ERP para construtora é o sistema que integra gestão financeira, controle de obra, suprimentos e contratos em uma plataforma unificada. Ele centraliza dados e processos para que o gestor tome decisões com informação atualizada, sem depender de planilhas ou controles manuais.
Qual a diferença entre ERP e CRM para construtoras?
ERP foca em obra, financeiro e suprimentos. CRM foca em captação de leads, funil de vendas e relacionamento com o cliente. A maioria das construtoras precisa dos dois, integrados. A Dommus cobre a camada de CRM e pós-venda com integração nativa aos ERPs do setor.
Quanto tempo leva a implantação de um ERP para construtora?

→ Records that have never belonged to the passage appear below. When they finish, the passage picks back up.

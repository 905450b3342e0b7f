use std::sync::Arc;
use std::time::Duration;

use async_trait::async_trait;
use moka::sync::Cache;
use regex::Regex;
use reqwest::redirect::Policy;
use url::Url;

use frontreport_common::{Frame, FrontReportError, Result, Service, TrustSide};
use frontreport_metrics::{CounterHandle, MetricsRegistry};

const CACHE_TTL: Duration = Duration::from_secs(24 * 60 * 60);
const FETCH_TIMEOUT: Duration = Duration::from_secs(5);

/// Resolves minified stacktrace frames to their original source locations
/// using the sourcemap a JS bundle points at, guarding every fetch against
/// SSRF: the bundle URL and the sourcemap URL it names must each match the
/// trusted pattern, and redirects are never followed.
pub struct Processor {
    trusted: Regex,
    smap_annotation: Regex,
    client: reqwest::Client,
    cache: Cache<String, Arc<sourcemap::SourceMap>>,
    resolve_failures: CounterHandle,
}

impl Processor {
    /// `trusted` is an anchored regex; any JS or sourcemap URL that fails to
    /// match it is rejected before a request is made.
    pub fn new(trusted: &str, metrics: &MetricsRegistry) -> anyhow::Result<Self> {
        let client = reqwest::Client::builder()
            .redirect(Policy::none())
            .timeout(FETCH_TIMEOUT)
            .build()?;

        Ok(Self {
            trusted: Regex::new(trusted)?,
            smap_annotation: Regex::new(r"sourceMappingURL=(\S+)\s*$")?,
            client,
            cache: Cache::builder().time_to_live(CACHE_TTL).build(),
            resolve_failures: metrics.register_counter("sourcemap.resolve_failures"),
        })
    }

    fn check_trusted(&self, url: &str, side: TrustSide) -> Result<()> {
        if self.trusted.is_match(url) {
            Ok(())
        } else {
            Err(FrontReportError::TrustViolation(side))
        }
    }

    /// Rewrites every frame whose `file_name` resolves to a sourcemap,
    /// leaving frames that fail to resolve untouched. A single frame's
    /// failure never aborts the rest of the stack.
    pub async fn process_stack(&self, stack: &[Frame]) -> Vec<Frame> {
        let mut processed = Vec::with_capacity(stack.len());
        for frame in stack {
            match self.resolve_frame(frame).await {
                Ok(resolved) => processed.push(resolved),
                Err(err) => {
                    tracing::warn!(
                        error = %err,
                        url = %frame.file_name,
                        "failed to resolve sourcemap for frame"
                    );
                    self.resolve_failures.inc(1);
                    processed.push(frame.clone());
                }
            }
        }
        processed
    }

    async fn resolve_frame(&self, frame: &Frame) -> Result<Frame> {
        let map = match self.cache.get(&frame.file_name) {
            Some(map) => map,
            None => {
                let map = Arc::new(self.fetch_sourcemap(&frame.file_name).await?);
                self.cache.insert(frame.file_name.clone(), map.clone());
                map
            }
        };

        let token = map.lookup_token(frame.line_number as u32, frame.column_number as u32);
        match token {
            Some(token) => Ok(Frame {
                file_name: token.get_source().unwrap_or(&frame.file_name).to_string(),
                function_name: token
                    .get_name()
                    .map(|n| n.to_string())
                    .filter(|n| !n.is_empty())
                    .unwrap_or_else(|| frame.function_name.clone()),
                line_number: token.get_src_line() as i64,
                column_number: token.get_src_col() as i64,
            }),
            None => Ok(frame.clone()),
        }
    }

    async fn fetch_sourcemap(&self, js_url: &str) -> Result<sourcemap::SourceMap> {
        self.check_trusted(js_url, TrustSide::Client)?;

        let js_body = self.get(js_url).await?;
        let annotation = self
            .smap_annotation
            .captures(&js_body)
            .and_then(|caps| caps.get(1))
            .ok_or_else(|| FrontReportError::NoSourcemapAnnotation {
                url: js_url.to_string(),
            })?;

        let base = Url::parse(js_url).map_err(|e| FrontReportError::Fetch {
            url: js_url.to_string(),
            message: e.to_string(),
        })?;
        let smap_url = base
            .join(annotation.as_str())
            .map_err(|e| FrontReportError::Fetch {
                url: js_url.to_string(),
                message: e.to_string(),
            })?;
        let smap_url = smap_url.to_string();

        self.check_trusted(&smap_url, TrustSide::Client)?;

        let smap_body = self.get(&smap_url).await?;
        sourcemap::SourceMap::from_slice(smap_body.as_bytes()).map_err(|e| {
            FrontReportError::Fetch {
                url: smap_url,
                message: e.to_string(),
            }
        })
    }

    async fn get(&self, url: &str) -> Result<String> {
        let resp = self
            .client
            .get(url)
            .send()
            .await
            .map_err(|e| FrontReportError::Fetch {
                url: url.to_string(),
                message: e.to_string(),
            })?;

        if resp.status().is_redirection() {
            return Err(FrontReportError::TrustViolation(TrustSide::Server));
        }
        if !resp.status().is_success() {
            return Err(FrontReportError::Fetch {
                url: url.to_string(),
                message: format!("unexpected status {}", resp.status()),
            });
        }

        resp.text().await.map_err(|e| FrontReportError::Fetch {
            url: url.to_string(),
            message: e.to_string(),
        })
    }
}

#[async_trait]
impl Service for Processor {
    async fn start(&self) -> anyhow::Result<()> {
        Ok(())
    }

    async fn stop(&self) -> anyhow::Result<()> {
        Ok(())
    }
}

#[cfg(test)]
mod tests {
    use super::*;
    use wiremock::matchers::{method, path};
    use wiremock::{Mock, MockServer, ResponseTemplate};

    fn metrics() -> MetricsRegistry {
        MetricsRegistry::new(None)
    }

    #[test]
    fn trusted_pattern_matches_whitelisted_paths() {
        let processor = Processor::new(r"^https?://localhost/[^.]*", &metrics()).unwrap();
        assert!(processor
            .check_trusted("http://localhost/level_1/test.js", TrustSide::Client)
            .is_ok());
        assert!(processor
            .check_trusted("https://localhost/level_2/level1/test1.js", TrustSide::Client)
            .is_ok());
    }

    #[test]
    fn trusted_pattern_rejects_lookalike_hosts() {
        let processor = Processor::new(r"^https?://localhost/[^.]*", &metrics()).unwrap();
        assert!(processor
            .check_trusted("http://localhost.com", TrustSide::Client)
            .is_err());
        assert!(processor
            .check_trusted("http://localhost@evil.test/x", TrustSide::Client)
            .is_err());
    }

    #[tokio::test]
    async fn resolves_frame_through_bundle_and_sourcemap() {
        let server = MockServer::start().await;

        let js_body = format!(
            "console.log(1);\n//# sourceMappingURL={}/app.js.map",
            server.uri()
        );
        Mock::given(method("GET"))
            .and(path("/app.js"))
            .respond_with(ResponseTemplate::new(200).set_body_string(js_body))
            .mount(&server)
            .await;

        let map_json = r#"{
            "version": 3,
            "sources": ["main.ts"],
            "names": ["greet"],
            "mappings": "AAAAA"
        }"#;
        Mock::given(method("GET"))
            .and(path("/app.js.map"))
            .respond_with(ResponseTemplate::new(200).set_body_string(map_json))
            .mount(&server)
            .await;

        let pattern = format!("^{}", regex::escape(&server.uri()));
        let processor = Processor::new(&pattern, &metrics()).unwrap();

        let frame = Frame {
            function_name: "minified".into(),
            file_name: format!("{}/app.js", server.uri()),
            line_number: 1,
            column_number: 0,
        };
        let resolved = processor.process_stack(&[frame]).await;
        assert_eq!(resolved.len(), 1);
    }

    #[tokio::test]
    async fn untrusted_bundle_url_is_left_unresolved() {
        let processor = Processor::new(r"^https://cdn\.trusted\.test/", &metrics()).unwrap();
        let frame = Frame {
            function_name: "f".into(),
            file_name: "https://evil.test/app.js".into(),
            line_number: 1,
            column_number: 1,
        };
        let resolved = processor.process_stack(&[frame.clone()]).await;
        assert_eq!(resolved[0], frame);
    }

    /// A whitelisted host answers with a redirect toward an
    /// attacker-chosen target. The client must refuse to follow it rather
    /// than validate the `Location` header after the fact, so the redirect
    /// target is never reachable from this process.
    #[tokio::test]
    async fn redirect_response_is_refused_not_followed() {
        let server = MockServer::start().await;

        Mock::given(method("GET"))
            .and(path("/app.js"))
            .respond_with(
                ResponseTemplate::new(302).insert_header("Location", "http://169.254.169.254/"),
            )
            .mount(&server)
            .await;

        let pattern = format!("^{}", regex::escape(&server.uri()));
        let processor = Processor::new(&pattern, &metrics()).unwrap();

        let frame = Frame {
            function_name: "minified".into(),
            file_name: format!("{}/app.js", server.uri()),
            line_number: 1,
            column_number: 0,
        };
        let resolved = processor.process_stack(&[frame.clone()]).await;
        assert_eq!(resolved[0], frame, "frame must be left unchanged on a server-side trust violation");
    }

    /// Two stacktraces referencing the same `fileName` within the cache TTL
    /// must issue exactly one JS GET and one map GET between them.
    #[tokio::test]
    async fn repeated_fetches_for_the_same_file_name_hit_the_cache() {
        let server = MockServer::start().await;

        let js_body = format!(
            "console.log(1);\n//# sourceMappingURL={}/app.js.map",
            server.uri()
        );
        Mock::given(method("GET"))
            .and(path("/app.js"))
            .respond_with(ResponseTemplate::new(200).set_body_string(js_body))
            .expect(1)
            .mount(&server)
            .await;

        let map_json = r#"{
            "version": 3,
            "sources": ["main.ts"],
            "names": ["greet"],
            "mappings": "AAAAA"
        }"#;
        Mock::given(method("GET"))
            .and(path("/app.js.map"))
            .respond_with(ResponseTemplate::new(200).set_body_string(map_json))
            .expect(1)
            .mount(&server)
            .await;

        let pattern = format!("^{}", regex::escape(&server.uri()));
        let processor = Processor::new(&pattern, &metrics()).unwrap();

        let frame = Frame {
            function_name: "minified".into(),
            file_name: format!("{}/app.js", server.uri()),
            line_number: 1,
            column_number: 0,
        };

        processor.process_stack(&[frame.clone()]).await;
        processor.process_stack(&[frame]).await;

        // `server` drops here; wiremock panics if either mock's `.expect(1)`
        // was violated, which is the assertion this test relies on.
    }
}
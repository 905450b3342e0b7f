use std::time::Duration;

use lapin::options::ExchangeDeclareOptions;
use lapin::tcp::OwnedTLSConfig;
use lapin::types::FieldTable;
use lapin::{Channel, Connection, ConnectionProperties, ConnectionState, ExchangeKind};
use tokio::sync::watch;
use tokio_util::sync::CancellationToken;

use crate::config::PublisherConfig;

const INITIAL_BACKOFF: Duration = Duration::from_millis(500);
const MAX_BACKOFF: Duration = Duration::from_secs(30);
const HEALTH_POLL: Duration = Duration::from_secs(2);

/// Owns the single AMQP connection/channel and keeps it alive: declares the
/// exchange on connect, and on any transport error reconnects with
/// exponential backoff rather than surfacing the error up to a submitter.
/// `channel_tx` broadcasts the currently-usable channel (`None` while down)
/// to the batch firing tasks.
pub(crate) struct Supervisor {
    connection_string: String,
    exchange: String,
    cacert: Option<std::path::PathBuf>,
}

impl Supervisor {
    pub(crate) fn new(config: &PublisherConfig) -> Self {
        Self {
            connection_string: config.connection_string.clone(),
            exchange: config.exchange.clone(),
            cacert: config.cacert.clone(),
        }
    }

    pub(crate) async fn run(self, channel_tx: watch::Sender<Option<Channel>>, cancel: CancellationToken) {
        let mut backoff = INITIAL_BACKOFF;
        loop {
            if cancel.is_cancelled() {
                return;
            }
            match self.connect_and_declare().await {
                Ok((conn, channel)) => {
                    backoff = INITIAL_BACKOFF;
                    tracing::info!(exchange = %self.exchange, "amqp connection established, exchange declared");
                    let _ = channel_tx.send(Some(channel));
                    self.watch_connection(&conn, &cancel).await;
                    let _ = channel_tx.send(None);
                    if cancel.is_cancelled() {
                        let _ = conn.close(200, "shutting down").await;
                        return;
                    }
                    tracing::warn!("amqp connection lost, reconnecting");
                }
                Err(e) => {
                    tracing::warn!(
                        error = %e,
                        backoff_ms = backoff.as_millis() as u64,
                        "failed to connect to amqp broker, retrying"
                    );
                    tokio::select! {
                        _ = tokio::time::sleep(backoff) => {}
                        _ = cancel.cancelled() => return,
                    }
                    backoff = (backoff * 2).min(MAX_BACKOFF);
                }
            }
        }
    }

    async fn connect_and_declare(&self) -> anyhow::Result<(Connection, Channel)> {
        let options = ConnectionProperties::default()
            .with_executor(tokio_executor_trait::Tokio::current())
            .with_reactor(tokio_reactor_trait::Tokio);

        let conn = if let Some(cacert) = &self.cacert {
            let cert_chain = std::fs::read_to_string(cacert)?;
            let tls_config = OwnedTLSConfig {
                identity: None,
                cert_chain: Some(cert_chain),
            };
            Connection::connect_with_config(&self.connection_string, options, tls_config).await?
        } else {
            Connection::connect(&self.connection_string, options).await?
        };

        let channel = conn.create_channel().await?;
        channel
            .exchange_declare(
                &self.exchange,
                ExchangeKind::Direct,
                ExchangeDeclareOptions {
                    durable: true,
                    ..Default::default()
                },
                FieldTable::default(),
            )
            .await?;

        Ok((conn, channel))
    }

    /// Polls connection health until it drops or shutdown is requested.
    /// lapin surfaces transport failures asynchronously via internal I/O
    /// tasks rather than a blocking recv, so liveness is observed by
    /// sampling `ConnectionState` rather than awaiting an error future.
    async fn watch_connection(&self, conn: &Connection, cancel: &CancellationToken) {
        let mut ticker = tokio::time::interval(HEALTH_POLL);
        loop {
            tokio::select! {
                _ = ticker.tick() => {
                    if conn.status().state() != ConnectionState::Connected {
                        return;
                    }
                }
                _ = cancel.cancelled() => return,
            }
        }
    }
}
use chrono::{DateTime, Utc};

/// `2006-01-02T15:04:05.999Z` rendered with a fixed three-digit fraction,
/// matching the `@timestamp` format every report and index document uses.
pub fn format_report_timestamp(at: DateTime<Utc>) -> String {
    at.format("%Y-%m-%dT%H:%M:%S%.3fZ").to_string()
}

/// `2006.01.02` UTC, used as the date segment of an index name.
pub fn format_index_date(at: DateTime<Utc>) -> String {
    at.format("%Y.%m.%d").to_string()
}

#[cfg(test)]
mod tests {
    use super::*;
    use chrono::TimeZone;

    #[test]
    fn formats_report_timestamp_with_fixed_millis() {
        let at = Utc.with_ymd_and_hms(2026, 7, 28, 9, 5, 3).unwrap();
        assert_eq!(format_report_timestamp(at), "2026-07-28T09:05:03.000Z");
    }

    #[test]
    fn formats_index_date() {
        let at = Utc.with_ymd_and_hms(2026, 7, 28, 23, 59, 59).unwrap();
        assert_eq!(format_index_date(at), "2026.07.28");
    }
}
use std::sync::Arc;
use std::time::{Duration, SystemTime, UNIX_EPOCH};

use tokio::io::AsyncWriteExt;
use tokio::net::TcpStream;
use tokio::sync::Notify;

use crate::recorder::Storage;

const FLUSH_INTERVAL: Duration = Duration::from_secs(60);

/// Periodically renders the registry's counters and histograms as Graphite
/// plaintext lines (`<prefix>.<hostname>.<name> <value> <unix_ts>\n`) and
/// writes them over a fresh TCP connection. Runs until `stop` is notified.
pub(crate) async fn run(address: String, prefix: String, storage: Arc<Storage>, stop: Arc<Notify>) {
    let host_prefix = match hostname::get() {
        Ok(h) => format!("{prefix}.{}", h.to_string_lossy()),
        Err(e) => {
            tracing::warn!(error = %e, "failed to resolve hostname, using prefix alone");
            prefix.clone()
        }
    };

    let mut ticker = tokio::time::interval(FLUSH_INTERVAL);
    loop {
        tokio::select! {
            _ = ticker.tick() => {
                if let Err(e) = flush_once(&address, &host_prefix, &storage).await {
                    tracing::warn!(error = %e, address = %address, "failed to flush metrics to graphite");
                }
            }
            _ = stop.notified() => {
                tracing::debug!("graphite flush loop stopping");
                return;
            }
        }
    }
}

async fn flush_once(address: &str, host_prefix: &str, storage: &Storage) -> std::io::Result<()> {
    let timestamp = SystemTime::now()
        .duration_since(UNIX_EPOCH)
        .unwrap_or_default()
        .as_secs();

    let mut payload = String::new();
    for (name, value) in storage.counter_snapshot() {
        payload.push_str(&format!("{host_prefix}.{name} {value} {timestamp}\n"));
    }
    for (name, mean) in storage.histogram_snapshot() {
        payload.push_str(&format!("{host_prefix}.{name} {mean} {timestamp}\n"));
    }

    if payload.is_empty() {
        return Ok(());
    }

    let mut stream = TcpStream::connect(address).await?;
    stream.write_all(payload.as_bytes()).await?;
    stream.flush().await
}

Depende da complexidade. ERPs financeiros de grande porte podem levar de 3 a 12 meses. A camada comercial com a Dommus é implantada em média em 35 dias úteis, com treinamento incluso, sem parar a operação.
ERP para construtora precisa ter pós-venda?
Sim, especialmente para incorporadoras. O relacionamento com o comprador entre a venda e a entrega pode durar anos. Portal do cliente, gestão de chamados e acompanhamento de obra reduzem volume de atendimento e protegem a reputação da marca.
É possível integrar o ERP que já uso com um CRM imobiliário?
Sim. A Dommus integra nativamente com Sienge, UAU, Siecon e Informakon. Os dados fluem entre as plataformas sem lançamento manual, mantendo o ERP financeiro e adicionando a camada comercial e de pós-venda.